A helicopter battles the blaze with lake water as smoke rises from the trees of the San Juan Fire near Vernon, Ariz. on June 27, 2014. / Patrick Breen, Arizona Republic
VERNON, Ariz. -- Fire crews are hoping that lighter winds on Saturday will spur progress against a wildfire that has charred more than 8 square miles in eastern Arizona's White Mountains and prompted some evacuations.
The wind-whipped San Juan Fire grew to an estimated 5,000 acres by late Friday afternoon, forcing the evacuation of some nearby mountain communities and threatening about 90 homes and sheds.
Fire officials were working to re-establish containment lines around the west and east boundaries of the blaze that were breached by flames at about 4 p.m., according to the U.S. Forest Service.
There have been no reported injuries, and its cause remains under investigation.
The fire is about 135 miles east of Phoenix, near the New Mexico line. It's wedged between areas heavily damaged by the Wallow and Rodeo fires, two of the largest fires in Arizona history.
The Rodeo-Chediski Fire, which started in June 2002 and burned for nearly three weeks, began as two separate fires that merged in eastern Arizona. Both were human-caused. At the time it was the largest fire in state history until the Wallow Fire, named after the Bear Wallow Wilderness, was sparked in May 2011. Each blaze burned about a half-million acres in Arizona.
"Right now, the San Juan Fire is the number one in the Southwest,'' said Bill Morse, a spokesman for the Southwest Incident Management Team.
However, authorities said winds in the area were expected to subside Friday night and be light Saturday, which would aid in the fire fight.
Carlock Ranch, in a rural area between Vernon and McNary, was evacuated Friday and four to five people were asked to leave, said Sgt. Richard Guinn, an Apache County Sheriff's Office spokesman. Authorities closed the Apache-Sitgreaves National Forest south of Vernon, where flames could be seen from a few miles away.
The fire is burning partially in areas thinned by the White Mountain Stewardship Project during the past decade. Small diameter trees are harvested and turned into forest products by contractors, removing fuels that have contributed to massive fires.
The treated areas are in the north and northeast portions of the fire and the previous burn area is along the eastern edge, said Kevin Bailey, a spokesman for the incident commander managing the fire.

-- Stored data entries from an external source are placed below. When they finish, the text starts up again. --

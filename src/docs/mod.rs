use crate::error::Result;
use std::fs;
use std::path::Path;

/// File extension accepted for performance documents
const DOC_EXTENSION: &str = ".md";

/// A user-supplied performance document
#[derive(Debug, Clone, PartialEq, Eq)]
pub struct Document {
    /// File name the document was loaded from
    pub name: String,
    /// Raw UTF-8 text content
    pub content: String,
}

/// Ordered, insertion-ordered collection of performance documents.
///
/// Entries are appended in the order they are added and removed by
/// zero-based index; there is no deduplication by name.
#[derive(Debug, Default)]
pub struct DocumentSet {
    docs: Vec<Document>,
}

impl DocumentSet {
    pub fn new() -> Self {
        Self::default()
    }

    /// Add every matching file from a batch of paths.
    ///
    /// A path naming a `.md` file is read and appended; other files are
    /// silently skipped. A directory contributes its immediate `.md`
    /// entries in directory order. Returns the number of documents added.
    pub fn add_paths<P: AsRef<Path>>(&mut self, paths: &[P]) -> Result<usize> {
        let mut added = 0;
        for path in paths {
            let path = path.as_ref();
            if path.is_dir() {
                // read_dir order is platform-dependent; sort by name so a
                // directory's docs land in a reproducible order
                let mut entries: Vec<_> = fs::read_dir(path)?
                    .map(|entry| entry.map(|e| e.path()))
                    .collect::<std::io::Result<_>>()?;
                entries.sort();
                for entry_path in entries {
                    if entry_path.is_file() {
                        added += self.add_file(&entry_path)?;
                    }
                }
            } else {
                added += self.add_file(path)?;
            }
        }
        Ok(added)
    }

    /// Add a single file if its name carries the document extension
    fn add_file(&mut self, path: &Path) -> Result<usize> {
        let name = match path.file_name().and_then(|n| n.to_str()) {
            Some(n) => n.to_string(),
            None => return Ok(0),
        };

        if !name.ends_with(DOC_EXTENSION) {
            tracing::debug!(file = %name, "skipping non-markdown file");
            return Ok(0);
        }

        let content = fs::read_to_string(path)?;
        self.docs.push(Document { name, content });
        Ok(1)
    }

    /// Remove the document at `index`, shifting later entries down.
    ///
    /// Out-of-range indices are a no-op returning `None`.
    pub fn remove(&mut self, index: usize) -> Option<Document> {
        if index < self.docs.len() {
            Some(self.docs.remove(index))
        } else {
            None
        }
    }

    pub fn iter(&self) -> impl Iterator<Item = &Document> {
        self.docs.iter()
    }

    pub fn len(&self) -> usize {
        self.docs.len()
    }

    pub fn is_empty(&self) -> bool {
        self.docs.is_empty()
    }
}

#[cfg(test)]
mod tests {
    use super::*;
    use std::io::Write;
    use tempfile::TempDir;

    fn write_file(dir: &Path, name: &str, content: &str) -> std::path::PathBuf {
        let path = dir.join(name);
        let mut file = fs::File::create(&path).unwrap();
        write!(file, "{}", content).unwrap();
        path
    }

    #[test]
    fn test_add_paths_filters_by_extension() {
        let temp = TempDir::new().unwrap();
        let a = write_file(temp.path(), "a.md", "alpha");
        let b = write_file(temp.path(), "b.txt", "bravo");
        let c = write_file(temp.path(), "c.md", "charlie");

        let mut set = DocumentSet::new();
        let added = set.add_paths(&[a, b, c]).unwrap();

        assert_eq!(added, 2);
        let names: Vec<&str> = set.iter().map(|d| d.name.as_str()).collect();
        assert_eq!(names, vec!["a.md", "c.md"]);
    }

    #[test]
    fn test_add_paths_reads_content() {
        let temp = TempDir::new().unwrap();
        let path = write_file(temp.path(), "notes.md", "# Q3 wins\n- shipped search");

        let mut set = DocumentSet::new();
        set.add_paths(&[path]).unwrap();

        let doc = set.iter().next().unwrap();
        assert_eq!(doc.name, "notes.md");
        assert_eq!(doc.content, "# Q3 wins\n- shipped search");
    }

    #[test]
    fn test_add_directory() {
        let temp = TempDir::new().unwrap();
        write_file(temp.path(), "one.md", "1");
        write_file(temp.path(), "skip.rs", "fn main() {}");
        write_file(temp.path(), "two.md", "2");

        let mut set = DocumentSet::new();
        let added = set.add_paths(&[temp.path()]).unwrap();

        assert_eq!(added, 2);
        assert_eq!(set.len(), 2);
    }

    #[test]
    fn test_add_directory_sorted_by_name() {
        let temp = TempDir::new().unwrap();
        // Created out of alphabetical order on purpose
        write_file(temp.path(), "zulu.md", "z");
        write_file(temp.path(), "alpha.md", "a");
        write_file(temp.path(), "mike.md", "m");

        let mut set = DocumentSet::new();
        set.add_paths(&[temp.path()]).unwrap();

        let names: Vec<&str> = set.iter().map(|d| d.name.as_str()).collect();
        assert_eq!(names, vec!["alpha.md", "mike.md", "zulu.md"]);
    }

    #[test]
    fn test_remove_shifts_entries_down() {
        let temp = TempDir::new().unwrap();
        let paths: Vec<_> = ["a.md", "b.md", "c.md"]
            .iter()
            .map(|n| write_file(temp.path(), n, n))
            .collect();

        let mut set = DocumentSet::new();
        set.add_paths(&paths).unwrap();

        let removed = set.remove(0).unwrap();
        assert_eq!(removed.name, "a.md");

        let names: Vec<&str> = set.iter().map(|d| d.name.as_str()).collect();
        assert_eq!(names, vec!["b.md", "c.md"]);
    }

    #[test]
    fn test_remove_out_of_range_is_noop() {
        let mut set = DocumentSet::new();
        assert!(set.remove(0).is_none());

        let temp = TempDir::new().unwrap();
        let path = write_file(temp.path(), "only.md", "x");
        set.add_paths(&[path]).unwrap();

        assert!(set.remove(5).is_none());
        assert_eq!(set.len(), 1);
    }

    #[test]
    fn test_duplicate_names_kept() {
        let temp = TempDir::new().unwrap();
        let path = write_file(temp.path(), "same.md", "x");

        let mut set = DocumentSet::new();
        set.add_paths(&[path.clone(), path]).unwrap();
        assert_eq!(set.len(), 2);
    }

    #[test]
    fn test_missing_file_errors() {
        let mut set = DocumentSet::new();
        let result = set.add_paths(&[Path::new("/nonexistent/notes.md")]);
        assert!(result.is_err());
    }
}
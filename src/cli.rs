use clap::{Parser, Subcommand};
use std::path::PathBuf;

#[derive(Parser, Debug)]
#[command(name = "perf-recap")]
#[command(author, version, about, long_about = None)]
#[command(
    about = "AI-powered performance review summarizer",
    long_about = "perf-recap fetches your completed Linear issues for a date range, \
                  merges them with markdown performance docs you supply, and asks \
                  Gemini for a professionally formatted review summary."
)]
pub struct Cli {
    /// Start date of the review period (YYYY-MM-DD format)
    #[arg(long, value_name = "DATE")]
    pub since: Option<String>,

    /// End date of the review period (YYYY-MM-DD format)
    #[arg(long, value_name = "DATE")]
    pub until: Option<String>,

    /// Number of days to look back (alternative to --since/--until)
    #[arg(short, long, value_name = "DAYS")]
    pub days: Option<u32>,

    /// Markdown performance doc or directory of docs (repeatable)
    #[arg(long = "doc", value_name = "PATH")]
    pub docs: Vec<PathBuf>,

    /// Path to config file (default: ~/.config/perf-recap/config.toml)
    #[arg(short, long, value_name = "FILE")]
    pub config: Option<PathBuf>,

    /// Write the recap to a file (markdown format; implies --non-interactive,
    /// so docs come from --doc flags only)
    #[arg(short, long, value_name = "FILE")]
    pub output: Option<PathBuf>,

    /// Emit the recap as HTML instead of markdown
    #[arg(long)]
    pub html: bool,

    /// Copy the recap to the system clipboard
    #[arg(long)]
    pub copy: bool,

    /// Run in non-interactive mode (no prompts; flags only)
    #[arg(long)]
    pub non_interactive: bool,

    /// Verbose output
    #[arg(short, long, action = clap::ArgAction::Count)]
    pub verbose: u8,

    /// Subcommands
    #[command(subcommand)]
    pub command: Option<Commands>,
}

#[derive(Subcommand, Debug)]
pub enum Commands {
    /// Initialize configuration file
    Init {
        /// Overwrite existing config file
        #[arg(long)]
        force: bool,
    },

    /// Show current configuration
    Config,
}

impl Cli {
    /// Check if the CLI is in non-interactive mode
    pub fn is_non_interactive(&self) -> bool {
        self.non_interactive || self.output.is_some() || self.command.is_some()
    }

    /// Validate CLI arguments
    pub fn validate(&self) -> Result<(), String> {
        // Can't specify both --days and --since/--until
        if self.days.is_some() && (self.since.is_some() || self.until.is_some()) {
            return Err(
                "Cannot specify both --days and --since/--until. Choose one.".to_string(),
            );
        }

        // A period needs both ends
        if self.since.is_some() != self.until.is_some() {
            return Err("Please select a period: --since and --until must be given together."
                .to_string());
        }

        Ok(())
    }
}

#[cfg(test)]
mod tests {
    use super::*;

    #[test]
    fn test_cli_parse_basic() {
        let cli = Cli::parse_from(vec!["perf-recap"]);
        assert!(cli.since.is_none());
        assert!(cli.docs.is_empty());
        assert!(cli.command.is_none());
        assert!(cli.validate().is_ok());
    }

    #[test]
    fn test_cli_parse_with_options() {
        let cli = Cli::parse_from(vec![
            "perf-recap",
            "--since",
            "2025-01-01",
            "--until",
            "2025-01-31",
            "--doc",
            "notes.md",
            "--doc",
            "reviews/",
            "--output",
            "recap.md",
        ]);
        assert_eq!(cli.since, Some("2025-01-01".to_string()));
        assert_eq!(cli.until, Some("2025-01-31".to_string()));
        assert_eq!(cli.docs.len(), 2);
        assert!(cli.is_non_interactive());
        assert!(cli.validate().is_ok());
    }

    #[test]
    fn test_cli_output_implies_non_interactive() {
        let cli = Cli::parse_from(vec!["perf-recap", "--output", "recap.md"]);
        assert!(cli.is_non_interactive());

        let cli = Cli::parse_from(vec!["perf-recap"]);
        assert!(!cli.is_non_interactive());
    }

    #[test]
    fn test_cli_init_command() {
        let cli = Cli::parse_from(vec!["perf-recap", "init"]);
        assert!(matches!(cli.command, Some(Commands::Init { force: false })));
    }

    #[test]
    fn test_cli_validation_days_and_since() {
        let cli = Cli::parse_from(vec!["perf-recap", "--days", "30", "--since", "2025-01-01"]);
        assert!(cli.validate().is_err());
    }

    #[test]
    fn test_cli_validation_since_without_until() {
        let cli = Cli::parse_from(vec!["perf-recap", "--since", "2025-01-01"]);
        assert!(cli.validate().is_err());

        let cli = Cli::parse_from(vec!["perf-recap", "--until", "2025-01-31"]);
        assert!(cli.validate().is_err());
    }

    #[test]
    fn test_cli_days_alone_ok() {
        let cli = Cli::parse_from(vec!["perf-recap", "--days", "14"]);
        assert_eq!(cli.days, Some(14));
        assert!(cli.validate().is_ok());
    }
}
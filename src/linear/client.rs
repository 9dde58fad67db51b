use crate::error::{PerfRecapError, Result};
use crate::linear::{DateRange, Issue};
use reqwest::Client;
use serde::Deserialize;
use std::time::Duration;

const LINEAR_API_URL: &str = "https://api.linear.app/graphql";

/// Linear GraphQL API client
pub struct LinearClient {
    api_key: String,
    client: Client,
    endpoint: String,
}

impl LinearClient {
    /// Create a new Linear API client
    pub fn new(api_key: String) -> Result<Self> {
        let client = Client::builder()
            .timeout(Duration::from_secs(30))
            .build()?;

        Ok(Self {
            api_key,
            client,
            endpoint: LINEAR_API_URL.to_string(),
        })
    }

    /// Point the client at a different endpoint
    #[cfg(test)]
    pub fn with_endpoint(mut self, endpoint: String) -> Self {
        self.endpoint = endpoint;
        self
    }

    /// Fetch the viewer's assigned issues completed within the given range.
    ///
    /// Returns the nodes in the order the API reports them. Any failure
    /// (transport, HTTP status, or an `errors` array in the body) is an
    /// error; the caller decides what to do with its held list.
    pub async fn fetch_completed_issues(&self, range: &DateRange) -> Result<Vec<Issue>> {
        let body = Self::request_body(range);

        tracing::debug!(
            after = %range.completed_after(),
            before = %range.completed_before(),
            "fetching completed Linear issues"
        );

        let response = self
            .client
            .post(&self.endpoint)
            .header("Content-Type", "application/json")
            .header("Authorization", &self.api_key)
            .json(&body)
            .send()
            .await?;

        if !response.status().is_success() {
            let status = response.status();
            let error_text = response
                .text()
                .await
                .unwrap_or_else(|_| "Unknown error".to_string());
            return Err(PerfRecapError::linear_api(format!(
                "request failed with status {}: {}",
                status, error_text
            )));
        }

        let gql: GqlResponse = response.json().await?;

        // Linear reports application-level errors in a 200 body
        if let Some(errors) = gql.errors {
            if let Some(first) = errors.first() {
                return Err(PerfRecapError::linear_api(first.message.clone()));
            }
        }

        let data = gql
            .data
            .ok_or_else(|| PerfRecapError::linear_api("no data in response"))?;

        Ok(data.viewer.assigned_issues.nodes)
    }

    /// GraphQL request body for a completed-issues query over `range`
    fn request_body(range: &DateRange) -> serde_json::Value {
        let query = format!(
            r#"query {{
  viewer {{
    assignedIssues(
      filter: {{
        completedAt: {{
          gte: "{after}",
          lte: "{before}"
        }}
      }}
    ) {{
      nodes {{
        id
        identifier
        title
        description
        completedAt
        url
        state {{ name }}
        project {{ name }}
        team {{ key }}
        labels {{ nodes {{ name }} }}
      }}
    }}
  }}
}}"#,
            after = range.completed_after(),
            before = range.completed_before(),
        );

        serde_json::json!({ "query": query })
    }
}

#[derive(Debug, Deserialize)]
struct GqlResponse {
    data: Option<GqlData>,
    errors: Option<Vec<GqlError>>,
}

#[derive(Debug, Deserialize)]
struct GqlError {
    message: String,
}

#[derive(Debug, Deserialize)]
struct GqlData {
    viewer: Viewer,
}

#[derive(Debug, Deserialize)]
struct Viewer {
    #[serde(rename = "assignedIssues")]
    assigned_issues: IssueConnection,
}

#[derive(Debug, Deserialize)]
struct IssueConnection {
    nodes: Vec<Issue>,
}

"Fuels treatment has really decreased fire behavior and is allowing crews to work closer to the fire's edge,'" Bailey said.
Although the thinning should help firefighters attack the blaze, fire behavior in thinned-out areas needs further study and pre-evacuation orders were issued for small nearby communities as a precaution, he said
Authorities issued a pre-evacuation notice for Green's Peak Hideaway and Hidden Meadows, Bailey said.

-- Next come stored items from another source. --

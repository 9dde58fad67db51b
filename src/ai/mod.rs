pub mod gemini;
pub mod prompt;

use chrono::{DateTime, Utc};

/// A generated performance-review recap.
///
/// Holds the model's raw markdown; each generation fully replaces any
/// prior result and nothing is persisted between runs.
#[derive(Debug, Clone)]
pub struct Recap {
    /// Model output, markdown as returned
    pub markdown: String,
    /// When this recap was generated
    pub generated_at: DateTime<Utc>,
}

impl Recap {
    pub fn new(markdown: String) -> Self {
        Self {
            markdown,
            generated_at: Utc::now(),
        }
    }
}
use crate::docs::DocumentSet;
use crate::linear::Issue;

/// Build the performance-review prompt from the held issues and documents.
///
/// Empty sections get a literal "None" marker so the model always sees
/// both headings.
pub fn build_recap_prompt(issues: &[Issue], docs: &DocumentSet) -> String {
    let issues_summary = issues
        .iter()
        .map(|issue| {
            let project = issue
                .project_name()
                .map(|name| format!(" ({})", name))
                .unwrap_or_default();
            format!("- [{}] {}{}", issue.identifier, issue.title, project)
        })
        .collect::<Vec<_>>()
        .join("\n");

    let docs_summary = docs
        .iter()
        .map(|doc| format!("### {}\n{}", doc.name, doc.content))
        .collect::<Vec<_>>()
        .join("\n\n");

    let mut prompt = String::new();
    prompt.push_str(
        "You are a performance review expert. Please create a clean performance \
         summary based on the following information.\n\n",
    );

    prompt.push_str("## Completed Linear Issues:\n");
    if issues_summary.is_empty() {
        prompt.push_str("None\n");
    } else {
        prompt.push_str(&issues_summary);
        prompt.push('\n');
    }

    prompt.push_str("\n## Performance Documents:\n");
    if docs_summary.is_empty() {
        prompt.push_str("None\n");
    } else {
        prompt.push_str(&docs_summary);
        prompt.push('\n');
    }

    prompt.push_str("\n## Requirements:\n");
    prompt.push_str("1. Group by category (Feature Development, Bug Fixes, Documentation, Others)\n");
    prompt.push_str("2. Highlight high-impact items\n");
    prompt.push_str("3. Output in clean markdown format\n");
    prompt.push_str("4. Write in English\n");
    prompt.push_str("5. Write in a professional performance review style\n");

    prompt
}

#[cfg(test)]
mod tests {
    use super::*;
    use crate::linear::{LabelConnection, ProjectRef};

    fn make_issue(identifier: &str, title: &str, project: Option<&str>) -> Issue {
        Issue {
            id: format!("id-{}", identifier),
            identifier: identifier.to_string(),
            title: title.to_string(),
            description: None,
            completed_at: None,
            url: format!("https://linear.app/acme/issue/{}", identifier),
            state: None,
            project: project.map(|name| ProjectRef {
                name: name.to_string(),
            }),
            team: None,
            labels: LabelConnection::default(),
        }
    }

    #[test]
    fn test_issue_bullets() {
        let issues = vec![
            make_issue("ENG-1", "Ship search", Some("Discovery")),
            make_issue("ENG-2", "Fix flaky test", None),
        ];
        let prompt = build_recap_prompt(&issues, &DocumentSet::new());

        assert!(prompt.contains("- [ENG-1] Ship search (Discovery)"));
        assert!(prompt.contains("- [ENG-2] Fix flaky test\n"));
        // Order preserved
        let first = prompt.find("ENG-1").unwrap();
        let second = prompt.find("ENG-2").unwrap();
        assert!(first < second);
    }

    #[test]
    fn test_none_markers_when_empty() {
        let prompt = build_recap_prompt(&[], &DocumentSet::new());
        assert!(prompt.contains("## Completed Linear Issues:\nNone\n"));
        assert!(prompt.contains("## Performance Documents:\nNone\n"));
    }

    #[test]
    fn test_requirements_block_present() {
        let prompt = build_recap_prompt(&[], &DocumentSet::new());
        assert!(prompt.contains("## Requirements:"));
        assert!(prompt.contains("Group by category"));
        assert!(prompt.contains("Highlight high-impact items"));
        assert!(prompt.contains("professional performance review style"));
    }

    #[test]
    fn test_document_sections() {
        let mut docs = DocumentSet::new();
        let temp = tempfile::TempDir::new().unwrap();
        for (name, content) in [("q3.md", "shipped search"), ("q4.md", "fixed auth")] {
            std::fs::write(temp.path().join(name), content).unwrap();
            docs.add_paths(&[temp.path().join(name)]).unwrap();
        }

        let prompt = build_recap_prompt(&[], &docs);
        assert!(prompt.contains("### q3.md\nshipped search"));
        assert!(prompt.contains("### q4.md\nfixed auth"));
        // Documents separated by a blank line
        assert!(prompt.contains("shipped search\n\n### q4.md"));
    }
}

Apache County Sheriff's Office deputies went door to door in the Green's Peak Hideaway and Hidden Meadows communities on Friday, said Sgt. Richard Guinn, a spokesman for the office and the county's emergency services coordinator. They counted 250 structures of various types but found only four people who had stayed behind.
Guinn said the area includes many summer homes and some of them could have been unoccupied before the fire.
"We think a lot of people decided to go ahead and leave,'' Guinn said.
Firefighters were redeploying resources from the Dehose Fire to the San Juan fire as a Type 2 Management Team assumed responsibility for fighting the blaze, he said. The response included nine 20-person handcrews , 12 engines, 5 air tankers and 4 helicopters.
The blaze produced a lot of smoke as it burned off of the Fort Apache Reservation and on to the Apache-Sitgreaves National Forest, which could have inflated some estimates about the fire's size, said Connie Birkland, a spokeswoman for the incident-management team that was taking control of the blaze.
Bailey said the blaze is estimated to have burned about 1,500 acres.
Officials described the fire as "narrow" and said it could have already burned on to an area that was previously thinned and treated to remove dry fuels, offering some hope that fire crews could gain an advantage Friday.
"They hit it hard (on Thursday)," Birkland said.
On Thursday night, officials from the Apache County Sheriff's Office issued the mandatory evacuations for those living in the Red Cabin Ranch subdivision and the Whiting homestead.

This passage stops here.